In round 16, he kicked a field goal with one minute remaining as Penrith defeated Parramatta 13-12 in front of an empty BlueBet Stadium.

On 27 September, Burton was named Dally M Centre of the year alongside Melbourne's Justin Olam.

Burton played a total of 26 games for Penrith in the 2021 NRL season including the club's 2021 NRL Grand Final victory over South Sydney. Burton scored the opening try in the final as Penrith held on to win 14-12.

===2022===
In round 1 of the 2022 NRL season, Burton made his club debut for Canterbury in their 6-4 victory against North Queensland at the Queensland Country Bank Stadium. In Round 8, Burton led Canterbury to a crucial 16-12 win over the Sydney Roosters with an excellent 40/20 which in the ensuing set led to a try for Jayden Okunbor in the corner. Burton also kicked two goals, converting one of Josh Addo-Carr's tries and Okunbor's.

In round 14 of the 2022 NRL season, Burton contributed to a 34-4 upset win over their arch-rivals Parramatta with three try assists - all from kicks, and kicking 5/6 Goals.
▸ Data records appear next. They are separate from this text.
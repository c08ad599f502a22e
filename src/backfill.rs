//! Backfill pass for deferred embeddings.
//!
//! Chunks persisted without a vector (rate limits, outages, or a disabled
//! provider at ingest time) are excluded from search until this pass
//! supplies one. Runs against committed rows only and refreshes the
//! derived vector index per touched document.

use anyhow::{bail, Result};
use sqlx::{Row, SqlitePool};
use std::collections::BTreeSet;
use std::sync::Arc;

use crate::config::Config;
use crate::embedding::{self, CachedEmbedder, Embedder};
use crate::store;

struct PendingChunk {
    chunk_id: String,
    document_id: String,
    text: String,
}

/// Counters from one backfill pass.
#[derive(Debug, Default, Clone, Copy)]
pub struct BackfillSummary {
    pub total: u64,
    pub embedded: u64,
    pub failed: u64,
    pub reindexed: u64,
}

pub async fn run_backfill(config: &Config, pool: &SqlitePool, limit: Option<usize>) -> Result<()> {
    let Some(embedder) = embedding::create_embedder(&config.embedding)? else {
        bail!("Embedding provider is disabled. Set [embedding] provider in config.");
    };

    let summary =
        run_backfill_with(pool, embedder, config.embedding.batch_size, limit).await?;

    println!("embed pending");
    if summary.total == 0 {
        println!("  all chunks embedded");
        return Ok(());
    }
    println!("  total pending: {}", summary.total);
    println!("  embedded: {}", summary.embedded);
    println!("  failed: {}", summary.failed);
    println!("  documents reindexed: {}", summary.reindexed);
    Ok(())
}

/// Backfill with an explicit embedder handle (the path tests drive).
pub async fn run_backfill_with(
    pool: &SqlitePool,
    embedder: Arc<dyn Embedder>,
    batch_size: usize,
    limit: Option<usize>,
) -> Result<BackfillSummary> {
    let pending = find_pending(pool, limit).await?;
    if pending.is_empty() {
        return Ok(BackfillSummary::default());
    }

    let cached = CachedEmbedder::new(embedder, pool.clone());
    let model = cached.model_name().to_string();
    let total = pending.len() as u64;
    let mut embedded = 0u64;
    let mut failed = 0u64;
    let mut touched: BTreeSet<String> = BTreeSet::new();

    for batch in pending.chunks(batch_size.max(1)) {
        let texts: Vec<String> = batch.iter().map(|p| p.text.clone()).collect();

        match cached.embed_batch(&texts).await {
            Ok(vectors) => {
                for (item, vector) in batch.iter().zip(vectors.iter()) {
                    sqlx::query(
                        "UPDATE chunks SET embedding = ?, embedding_model = ?, deferred = 0 WHERE id = ?",
                    )
                    .bind(embedding::vec_to_blob(vector))
                    .bind(&model)
                    .bind(&item.chunk_id)
                    .execute(pool)
                    .await?;
                    touched.insert(item.document_id.clone());
                    embedded += 1;
                }
            }
            Err(e) => {
                eprintln!("Warning: embedding batch failed: {}", e);
                failed += batch.len() as u64;
            }
        }
    }

    // Refresh the derived vector index for every document we touched.
    for document_id in &touched {
        store::rebuild_index(pool, document_id).await?;
    }

    Ok(BackfillSummary {
        total,
        embedded,
        failed,
        reindexed: touched.len() as u64,
    })
}

async fn find_pending(pool: &SqlitePool, limit: Option<usize>) -> Result<Vec<PendingChunk>> {
    let limit_val = limit.map(|l| l as i64).unwrap_or(i64::MAX);

    let rows = sqlx::query(
        r#"
        SELECT c.id AS chunk_id, c.text, a.document_id
        FROM chunks c
        JOIN articles a ON a.id = c.article_id
        JOIN documents d ON d.id = a.document_id
        WHERE c.embedding IS NULL AND d.status = 'parsed'
        ORDER BY a.document_id, c.article_id, c.chunk_index
        LIMIT ?
        "#,
    )
    .bind(limit_val)
    .fetch_all(pool)
    .await?;

    Ok(rows
        .iter()
        .map(|row| PendingChunk {
            chunk_id: row.get("chunk_id"),
            document_id: row.get("document_id"),
            text: row.get("text"),
        })
        .collect())
}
On 19 June, Burton was selected by New South Wales for game two of the 2022 State of Origin series. This proved an infamous statement by News Corp journalist Paul Crawley wrong, as he had stated on NRL 360 “So from a Canterbury recruitment perspective and Gus is talking about having all this money that is available in 2024, what rep player or future rep player with half a clue would want to go to the Bulldogs knowing it could be the end of your representative career if you go there?”.

Burton scored a try on debut for New South Wales in their 44-12 victory over Queensland. In game 3 of the series, Burton was sent to the sin bin after trading punches with Queensland's Dane Gagai during New South Wales 22-12 loss.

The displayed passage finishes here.